There were shades of Trumpism in Melbourne this week as a hi-vis-helmeted mob (of largely white men) took their anger to the streets.
More than one Trump-Pence flag was seen amid the crowd, along with a red MAGA cap or two. The disparate group of unionists, anti-vaxxers, anarchists, right wingers (including Proud Boys and neo-Nazis) and general troublemakers shut down parts of a city already crippled by COVID-19.
Their agenda, apparently initially sparked by suspension of access to tea rooms and mandated vaccination due to viral spread in the construction sector, was hijacked. It morphed into a general protest against authority, targeted at lockdowns, government, police and even the construction union.
It’s a weird thing when the left becomes the right, focused on liberty and individual rights, but it’s something that Trump and his backers mobilised deftly. America’s blue-collar workers were once the heart of the left wing. Feeling abandoned as their party embraced inner-city progressives, so called ‘woke’ attitudes were expertly weaponised into elitism by Trump’s strategists.
They herded the workers further to the right through a mix of nationalist populism about regaining control from the rich and powerful, and misinformation.
Flourishing in the web’s dark corners
This strategy has since been co-opted by opportunistic misfits who seek to fan aggression and use it to mobilise and flush out the disenfranchised and the dissatisfied from the dark corners of the web.
As we have seen in the United States, there will be a fringe that takes the instructions literally.
This shocked the world when it spilt over at the US Capitol in January, but it had long been evident to reporters who had been on the receiving end of spit and bile from Trump supporters screaming “fake news” and “enemy of the people” into the faces of the press.
They had bought in to the hate speech and conspiracies that were so carefully seeded over time by Donald Trump. Erosion of trust in the system is a powerful weapon, for either a populist American politician or a loosely framed group of anarchists Down Under.
Ironically, it causes those who claim they are seeking to regain control to cede it to a motley collection of leaders, often without a clear end game beyond being seen to have exerted power over authority.

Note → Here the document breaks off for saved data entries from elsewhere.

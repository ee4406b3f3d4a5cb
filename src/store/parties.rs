//! Customer and supplier registries. Invoices reference a registered party
//! by id and keep a copy of its name for printing.

use bigdecimal::BigDecimal;
use chrono::NaiveDate;
use serde::{Deserialize, Serialize};
use sqlx::{PgConnection, PgPool};
use uuid::Uuid;

use super::{invalid, like_prefix, payments, NotFound};
use crate::{
    accounting::{
        journal::normalize_method,
        money::{to_cents, zero},
        parties::{
            check_discount_percent, party_statement, CustomerType, MovementKind, PartyError, PartyKind,
            PartyMovement, PartyStatement,
        },
        reconciliation::DocumentKind,
    },
    models,
};

const CUSTOMER_COLUMNS: &str = "id, name, phone, customer_type, discount_percent, active, created_at";
const SUPPLIER_COLUMNS: &str =
    "id, name, contact_person, phone, email, tax_number, address, payment_method, notes, active, created_at";

#[derive(Debug, Deserialize)]
pub struct NewCustomer {
    pub name: String,
    #[serde(default)]
    pub phone: String,
    #[serde(default)]
    pub customer_type: String,
    #[serde(default)]
    pub discount_percent: Option<BigDecimal>,
}

#[derive(Debug, Deserialize, Default)]
pub struct NewSupplier {
    pub name: String,
    #[serde(default)]
    pub contact_person: String,
    #[serde(default)]
    pub phone: String,
    #[serde(default)]
    pub email: String,
    #[serde(default)]
    pub tax_number: String,
    #[serde(default)]
    pub address: String,
    #[serde(default)]
    pub payment_method: String,
    #[serde(default)]
    pub notes: String,
}

pub async fn create_customer(p: &PgPool, c: NewCustomer) -> anyhow::Result<Uuid> {
    let name = c.name.trim();
    if name.is_empty() {
        return Err(invalid("customer name is required"));
    }
    let customer_type: CustomerType = c.customer_type.parse()?;
    let discount = check_discount_percent(&c.discount_percent.unwrap_or_else(zero))?;

    let id = Uuid::new_v4();
    sqlx::query(
        r#"
        INSERT INTO customers (id, name, phone, customer_type, discount_percent)
        VALUES ($1, $2, $3, $4, $5)
        "#,
    )
    .bind(id)
    .bind(name)
    .bind(c.phone.trim())
    .bind(customer_type.as_str())
    .bind(&discount)
    .execute(p)
    .await?;

    log::info!("{} customer '{}' registered", customer_type.as_str(), name);
    Ok(id)
}

pub async fn create_supplier(p: &PgPool, s: NewSupplier) -> anyhow::Result<Uuid> {
    let name = s.name.trim();
    if name.is_empty() {
        return Err(invalid("supplier name is required"));
    }

    let id = Uuid::new_v4();
    sqlx::query(
        r#"
        INSERT INTO suppliers
            (id, name, contact_person, phone, email, tax_number, address, payment_method, notes)
        VALUES ($1, $2, $3, $4, $5, $6, $7, $8, $9)
        "#,
    )
    .bind(id)
    .bind(name)
    .bind(s.contact_person.trim())
    .bind(s.phone.trim())
    .bind(s.email.trim())
    .bind(s.tax_number.trim())
    .bind(s.address.trim())
    .bind(normalize_method(&s.payment_method))
    .bind(s.notes.trim())
    .execute(p)
    .await?;

    log::info!("supplier '{}' registered", name);
    Ok(id)
}

/// Sum still owed on the party's open documents.
fn outstanding_sql(kind: PartyKind) -> String {
    kind.documents()
        .iter()
        .map(|doc| {
            let (table, total_col) = payments::document_table(*doc);
            format!(
                r#"
                COALESCE((SELECT SUM(i.{total_col} - COALESCE(
                              (SELECT SUM(p.amount) FROM payments p
                               WHERE p.invoice_type = '{doc}' AND p.invoice_id = i.id), 0))
                          FROM {table} i WHERE i.party_id = c.id AND i.status <> 'paid'), 0)"#,
                doc = doc.as_str(),
            )
        })
        .collect::<Vec<_>>()
        .join(" +")
}

#[derive(Debug, Serialize, sqlx::FromRow)]
pub struct CustomerBalance {
    #[serde(flatten)]
    #[sqlx(flatten)]
    pub customer: models::Customer,
    pub outstanding: BigDecimal,
}

#[derive(Debug, Serialize, sqlx::FromRow)]
pub struct SupplierBalance {
    #[serde(flatten)]
    #[sqlx(flatten)]
    pub supplier: models::Supplier,
    pub outstanding: BigDecimal,
}

pub async fn list_customers(p: &PgPool) -> anyhow::Result<Vec<CustomerBalance>> {
    Ok(sqlx::query_as::<_, CustomerBalance>(&format!(
        "SELECT {CUSTOMER_COLUMNS}, {} AS outstanding FROM customers c ORDER BY c.name",
        outstanding_sql(PartyKind::Customer)
    ))
    .fetch_all(p)
    .await?)
}

pub async fn list_suppliers(p: &PgPool) -> anyhow::Result<Vec<SupplierBalance>> {
    Ok(sqlx::query_as::<_, SupplierBalance>(&format!(
        "SELECT {SUPPLIER_COLUMNS}, {} AS outstanding FROM suppliers c ORDER BY c.name",
        outstanding_sql(PartyKind::Supplier)
    ))
    .fetch_all(p)
    .await?)
}

/// `%q%` on name or phone, escaped for `LIKE`.
fn contains_pattern(q: &str) -> String {
    format!("%{}", like_prefix(q.trim()))
}

/// Active customers matching `q` on name or phone, for the invoice and
/// POS pickers.
pub async fn search_customers(p: &PgPool, q: &str) -> anyhow::Result<Vec<models::Customer>> {
    Ok(sqlx::query_as::<_, models::Customer>(&format!(
        r#"
        SELECT {CUSTOMER_COLUMNS} FROM customers
        WHERE active AND (name ILIKE $1 OR phone ILIKE $1)
        ORDER BY name
        LIMIT 20
        "#
    ))
    .bind(contains_pattern(q))
    .fetch_all(p)
    .await?)
}

pub async fn search_suppliers(p: &PgPool, q: &str) -> anyhow::Result<Vec<models::Supplier>> {
    Ok(sqlx::query_as::<_, models::Supplier>(&format!(
        r#"
        SELECT {SUPPLIER_COLUMNS} FROM suppliers
        WHERE active AND (name ILIKE $1 OR phone ILIKE $1)
        ORDER BY name
        LIMIT 20
        "#
    ))
    .bind(contains_pattern(q))
    .fetch_all(p)
    .await?)
}

#[derive(Debug, Serialize, sqlx::FromRow)]
pub struct PartyOption {
    pub id: Uuid,
    pub name: String,
}

/// Active parties for a select box.
pub async fn options(p: &PgPool, kind: PartyKind) -> anyhow::Result<Vec<PartyOption>> {
    Ok(sqlx::query_as::<_, PartyOption>(&format!(
        "SELECT id, name FROM {} WHERE active ORDER BY name",
        kind.table()
    ))
    .fetch_all(p)
    .await?)
}

/// Flips the active flag and returns the new value.
pub async fn toggle(p: &PgPool, kind: PartyKind, id: Uuid) -> anyhow::Result<bool> {
    let active: bool = sqlx::query_scalar(&format!(
        "UPDATE {} SET active = NOT active WHERE id = $1 RETURNING active",
        kind.table()
    ))
    .bind(id)
    .fetch_optional(p)
    .await?
    .ok_or_else(|| NotFound(format!("{kind} {id}")))?;

    log::info!("{} {} is now {}", kind, id, if active { "active" } else { "inactive" });
    Ok(active)
}

/// The registered party an invoice of `kind` points at.
#[derive(Debug, Clone)]
pub struct Resolved {
    pub id: Uuid,
    pub name: String,
    pub customer_type: Option<CustomerType>,
}

pub async fn resolve_in(conn: &mut PgConnection, kind: DocumentKind, id: Uuid) -> anyhow::Result<Resolved> {
    let party = PartyKind::for_document(kind)?;
    let sql = match party {
        PartyKind::Customer => "SELECT name, active, customer_type FROM customers WHERE id = $1",
        PartyKind::Supplier => "SELECT name, active, NULL::text FROM suppliers WHERE id = $1",
    };
    let (name, active, customer_type) = sqlx::query_as::<_, (String, bool, Option<String>)>(sql)
        .bind(id)
        .fetch_optional(conn)
        .await?
        .ok_or_else(|| NotFound(format!("{party} {id}")))?;

    if !active {
        return Err(PartyError::Inactive(format!("{party} '{name}'")).into());
    }
    Ok(Resolved {
        id,
        customer_type: customer_type.map(|t| t.parse()).transpose()?,
        name,
    })
}

async fn party_name(p: &PgPool, kind: PartyKind, id: Uuid) -> anyhow::Result<String> {
    sqlx::query_scalar(&format!("SELECT name FROM {} WHERE id = $1", kind.table()))
        .bind(id)
        .fetch_optional(p)
        .await?
        .ok_or_else(|| NotFound(format!("{kind} {id}")).into())
}

#[derive(sqlx::FromRow)]
struct MovementRow {
    date: NaiveDate,
    reference: String,
    is_payment: bool,
    amount: BigDecimal,
}

#[derive(Debug, Serialize)]
pub struct Statement {
    pub id: Uuid,
    pub kind: PartyKind,
    pub name: String,
    #[serde(flatten)]
    pub statement: PartyStatement,
}

/// Invoices and payments of one party between `start` and `end`, opened
/// with everything invoiced minus everything paid before `start`.
pub async fn statement(p: &PgPool, kind: PartyKind, id: Uuid, start: NaiveDate, end: NaiveDate) -> anyhow::Result<Statement> {
    if start > end {
        return Err(invalid("start date is after end date"));
    }
    let name = party_name(p, kind, id).await?;

    let mut opening = zero();
    let mut movements = Vec::new();
    for doc in kind.documents() {
        let (table, total_col) = payments::document_table(*doc);
        let (invoiced, paid): (BigDecimal, BigDecimal) = sqlx::query_as(&format!(
            r#"
            SELECT
                COALESCE((SELECT SUM(i.{total_col}) FROM {table} i WHERE i.party_id = $1 AND i.date < $2), 0),
                COALESCE((SELECT SUM(pm.amount) FROM payments pm
                          JOIN {table} i ON i.id = pm.invoice_id
                          WHERE pm.invoice_type = $3 AND i.party_id = $1 AND pm.payment_date < $2), 0)
            "#
        ))
        .bind(id)
        .bind(start)
        .bind(doc.as_str())
        .fetch_one(p)
        .await?;
        opening = opening + invoiced - paid;

        let rows = sqlx::query_as::<_, MovementRow>(&format!(
            r#"
            SELECT i.date, i.invoice_number AS reference, FALSE AS is_payment, i.{total_col} AS amount
            FROM {table} i
            WHERE i.party_id = $1 AND i.date BETWEEN $2 AND $3
            UNION ALL
            SELECT pm.payment_date, i.invoice_number, TRUE, pm.amount
            FROM payments pm
            JOIN {table} i ON i.id = pm.invoice_id
            WHERE pm.invoice_type = $4 AND i.party_id = $1 AND pm.payment_date BETWEEN $2 AND $3
            "#
        ))
        .bind(id)
        .bind(start)
        .bind(end)
        .bind(doc.as_str())
        .fetch_all(p)
        .await?;
        movements.extend(rows.into_iter().map(|r| PartyMovement {
            date: r.date,
            reference: r.reference,
            kind: if r.is_payment {
                MovementKind::Payment
            } else {
                MovementKind::Invoice
            },
            amount: r.amount,
        }));
    }

    Ok(Statement {
        id,
        kind,
        name,
        statement: party_statement(kind, start, end, &to_cents(&opening), movements),
    })
}

#[cfg(test)]
mod tests {
    use super::*;

    #[test]
    fn search_pattern_matches_anywhere() {
        assert_eq!(contains_pattern(" Farm "), "%Farm%");
        assert_eq!(contains_pattern("50%_off"), "%50\\%\\_off%");
    }

    #[test]
    fn suppliers_owe_over_purchases_and_expenses() {
        let sql = outstanding_sql(PartyKind::Supplier);
        assert!(sql.contains("FROM purchase_invoices i"));
        assert!(sql.contains("FROM expense_invoices i"));
        assert!(sql.contains("p.invoice_type = 'expense'"));

        let sql = outstanding_sql(PartyKind::Customer);
        assert!(sql.contains("FROM sales_invoices i"));
        assert!(!sql.contains("purchase"));
    }

    #[test]
    fn supplier_form_defaults() {
        let s: NewSupplier = serde_json::from_str(r#"{"name": "Fresh Farms"}"#).unwrap();
        assert_eq!(s.name, "Fresh Farms");
        assert!(s.payment_method.is_empty());
        assert_eq!(normalize_method(&s.payment_method), "CASH");
    }
}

In Melbourne a comparatively small group of protesters clashed with police and attacked reporters for the sake of their so-called beliefs, in what exactly remains unclear beyond ‘don’t tell me what to do’.
Labelling this group as right wing is too simplistic.
The lines between left and right are blurring. Both are vulnerable to opportunists who use social media to inflame anger and elevate individualism, plant conspiracies, and create a sense of impending doom among those on both sides who are struggling for validation.
Meanwhile, those outside the mob ask; how did we get here, and what was the point again?
‘The workers, united, will never be defeated’ was a common unionist chant back in the day.
But this is not that.
While there are more than 300,000 construction workers in Victoria, estimates suggest that only around two thousand were on the streets of Melbourne this week.
It’s the vocal fringe.
They get a lot of attention from the media, and you can find their supporters in the threads on the socials and in particular internet forums. Anti-vaxxers feature strongly.
But with the bulk of Victorians unable to attend their places of work, even the initial tea party protests in the street attracted little mainstream sympathy, let alone taking over the Shrine of Remembrance.
A well-timed earthquake then knocked them off the front page.
The vile and the brave
While the nurses, with an equally timely press release, pointed out that their largely female, overworked and underpaid workforce was still turning up, vaccinated and vaccinating.
Two vaccination clinics in the city were closed after demonstrators spat on and abused staff for doing their jobs.
Like the mob that stormed the US Capitol in January, this group’s efforts were counterproductive, as most reasonable people no matter their politics dismissed their cause, whatever it was.
Even those who sought to understand put the whole sorry episode down to conspiracy theories and misinformation.
But to dismiss them hastily is unwise.
In time, these protesters will retreat, having failed to capture hearts and minds.
But just because you can’t see them doesn’t mean they’ve gone away. It’s the dark corners that they go to when they’re not on the streets that represent the real danger zone.